(Records shown Opens)

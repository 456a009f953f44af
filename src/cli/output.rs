//! Shared CLI output helpers.
//!
//! Color scheme (respects NO_COLOR):
//! - Green: success, checkmarks
//! - Red: errors
//! - Yellow: warnings
//! - Cyan: hints
//! - Dimmed: secondary info
//!
//! Errors, warnings and hints go to stderr so stdout stays safe to `eval`.

use console::style;

/// Check if color output is disabled via NO_COLOR env var.
fn colors_enabled() -> bool {
    std::env::var_os("NO_COLOR").is_none()
}

/// Print a success message with checkmark (green).
///
/// Example: `✓ Lockbox initialized successfully`
pub fn success(msg: &str) {
    if colors_enabled() {
        println!("{} {}", style("✓").green(), msg);
    } else {
        println!("✓ {}", msg);
    }
}

/// Print an error message to stderr (red).
///
/// Example: `✗ secret 'API_KEY' not found`
pub fn error(msg: &str) {
    if colors_enabled() {
        eprintln!("{} {}", style("✗").red(), msg);
    } else {
        eprintln!("✗ {}", msg);
    }
}

/// Print a warning message to stderr (yellow).
pub fn warn(msg: &str) {
    if colors_enabled() {
        eprintln!("{} {}", style("⚠").yellow(), msg);
    } else {
        eprintln!("⚠ {}", msg);
    }
}

/// Print a hint message to stderr (cyan).
///
/// Example: `→ run: lockbox init`
pub fn hint(msg: &str) {
    if colors_enabled() {
        eprintln!("{} {}", style("→").cyan(), style(msg).cyan());
    } else {
        eprintln!("→ {}", msg);
    }
}

/// Print a dimmed/secondary message.
///
/// Example: `No secrets found`
pub fn dimmed(msg: &str) {
    if colors_enabled() {
        println!("{}", style(msg).dim());
    } else {
        println!("{}", msg);
    }
}
//! Read-only remote access to a vault.
//!
//! A plain HTTP protocol served on loopback only. It is unauthenticated and
//! unencrypted: values cross the wire as plaintext, so anything beyond the
//! local host must be tunnelled by the caller.
//!
//! | Route             | Success                               | Failure          |
//! |-------------------|---------------------------------------|------------------|
//! | `GET /health`     | `{"status":"ok"}`                     |                  |
//! | `GET /secrets`    | JSON array of keys, ascending         | 500              |
//! | `GET /secrets/K`  | decrypted value, `text/plain`         | 404 / 400 / 500  |
//! | `GET /env`        | `export K="v"` lines, ascending       | 500              |

use std::fmt;
use std::str::FromStr;

use crate::error::{RemoteError, Result};

mod client;
mod server;

pub use client::Client;
pub use server::{router, Server, ServerContext};

/// Health check route.
pub const HEALTH_PATH: &str = "/health";

/// Key listing route; `/secrets/{key}` fetches one value.
pub const SECRETS_PATH: &str = "/secrets";

/// Bulk export route.
pub const EXPORT_PATH: &str = "/env";

/// Address of a remote server.
///
/// The canonical form is a bare `HOST:PORT`. An `http://HOST:PORT` URL,
/// optionally with a trailing `/`, is accepted and normalised. Anything else
/// (another scheme, a path, credentials, a query) is rejected rather than
/// guessed at.
#[derive(Debug, Clone, PartialEq, Eq)]
pub struct Endpoint {
    host: String,
    port: u16,
}

impl Endpoint {
    /// Parse and normalise a remote address.
    ///
    /// # Errors
    ///
    /// Returns `RemoteError::InvalidEndpoint` describing what is wrong.
    pub fn parse(input: &str) -> Result<Self> {
        let invalid = |reason: &str| RemoteError::InvalidEndpoint {
            input: input.to_string(),
            reason: reason.to_string(),
        };

        let mut rest = input.trim();
        if let Some((scheme, after)) = rest.split_once("://") {
            if !scheme.eq_ignore_ascii_case("http") {
                return Err(invalid("only http:// or a bare HOST:PORT is supported").into());
            }
            rest = after.strip_suffix('/').unwrap_or(after);
        }

        if rest.contains(['/', '?', '#', '@']) {
            return Err(invalid("expected HOST:PORT with no path").into());
        }

        let (host, port) = rest
            .rsplit_once(':')
            .ok_or_else(|| invalid("missing port, expected HOST:PORT"))?;

        if host.is_empty() {
            return Err(invalid("missing host").into());
        }
        let bracketed = host.starts_with('[') && host.ends_with(']');
        if host.contains(':') && !bracketed {
            return Err(invalid("IPv6 hosts must be written as [addr]:PORT").into());
        }

        let port: u16 = port
            .parse()
            .map_err(|_| invalid("port must be a number between 1 and 65535"))?;
        if port == 0 {
            return Err(invalid("port must be a number between 1 and 65535").into());
        }

        Ok(Self {
            host: host.to_string(),
            port,
        })
    }

    /// Host part, brackets kept for IPv6.
    pub fn host(&self) -> &str {
        &self.host
    }

    /// Port part.
    pub fn port(&self) -> u16 {
        self.port
    }

    /// `http://HOST:PORT`, with no trailing slash.
    pub fn base_url(&self) -> String {
        format!("http://{}", self)
    }
}

impl fmt::Display for Endpoint {
    fn fmt(&self, f: &mut fmt::Formatter<'_>) -> fmt::Result {
        write!(f, "{}:{}", self.host, self.port)
    }
}

impl FromStr for Endpoint {
    type Err = crate::error::Error;

    fn from_str(s: &str) -> Result<Self> {
        Self::parse(s)
    }
}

(Records shown Closes)

### [Task details]
Set down exactly, and only, the lines of the data above from the line containing "kept for IPv6." through the last one.

### [Response for this exercise]
    /// Host part, brackets kept for IPv6.
    pub fn host(&self) -> &str {
        &self.host
    }

    /// Port part.
    pub fn port(&self) -> u16 {
        self.port
    }

    /// `http://HOST:PORT`, with no trailing slash.
    pub fn base_url(&self) -> String {
        format!("http://{}", self)
    }
}

impl fmt::Display for Endpoint {
    fn fmt(&self, f: &mut fmt::Formatter<'_>) -> fmt::Result {
        write!(f, "{}:{}", self.host, self.port)
    }
}

impl FromStr for Endpoint {
    type Err = crate::error::Error;

    fn from_str(s: &str) -> Result<Self> {
        Self::parse(s)
    }
}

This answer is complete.